If acupuncture has been shown to work staggeringly better than the current standard plan of care, why hasn’t it become THE treatment of choice, rather than seen as a “complementary and alternative treatment?”

The problem is that in both of these studies, patients in a control group who were given sham acupuncture treatments also experienced meaningful improvements, though not as significant as those who received real acupuncture. Critics drew the erroneous conclusion that because the sham treatments yielded positive results, the placebo effect must be the most important factor. It’s understandable that acupuncturists may shy away from bringing up research that may attribute part of our medicine’s success rate to the placebo effect: people are still largely naïve about the power of Chinese medicine, and we don’t want our very legit medicine to be perceived as something one needs to believe in. But the placebo effect is a factor in all forms of medicine whether it’s pills or receiving an acupuncture treatment. And the fact that acupuncture works on dogs and cats (who presumably don’t “believe in” acupuncture) demonstrates that there is clearly something beyond the placebo effect at work.

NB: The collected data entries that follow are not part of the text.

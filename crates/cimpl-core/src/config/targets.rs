use indexmap::IndexMap;
use std::collections::HashSet;

/// What the mapping expander needs to know about a target specification
pub trait TargetCapabilities {
    /// Whether `item` is the same as, or derives from, `base_item` in `target_spec`
    fn is_target_based_on(&self, item: &str, base_item: &str, target_spec: &str) -> bool;
}

/// Capabilities backed by the `targets` table of the configuration
#[derive(Debug, Clone, Default)]
pub struct ConfiguredTargets {
    parents: IndexMap<String, Vec<String>>,
}

impl ConfiguredTargets {
    pub fn new(parents: IndexMap<String, Vec<String>>) -> Self {
        Self { parents }
    }
}

impl TargetCapabilities for ConfiguredTargets {
    fn is_target_based_on(&self, item: &str, base_item: &str, _target_spec: &str) -> bool {
        let mut visited = HashSet::new();
        let mut stack = vec![item];
        while let Some(current) = stack.pop() {
            if current == base_item {
                return true;
            }
            if !visited.insert(current) {
                continue;
            }
            if let Some(parents) = self.parents.get(current) {
                stack.extend(parents.iter().map(String::as_str));
            }
        }
        false
    }
}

Returning to the lower back pain studies: let’s not overlook the fact that people got better. And that the patients who received real acupuncture got better results than they would have through conventional means. 60-80% of the public will experience lower back pain in the course of their lives (http://umm.edu/health/medical/altmed/condition/low-back-pain). People should know that acupuncture is an outstanding treatment strategy, outperforming the standard of care for lower back pain. Share this, tweet it, post it on your blog, shout it from the rooftops and help those you care about make an informed choice.

 

[1] Haake M, MüLler H, Schade-Brittinger C, et al. German Acupuncture Trials (Gerac) For Chronic Low Back Pain: Randomized, Multicenter, Blinded, Parallel-Group Trial With 3 Groups. Arch Intern Med. 2007;167(17):1892-1898. doi:10.1001/Archinte.167.17.1892.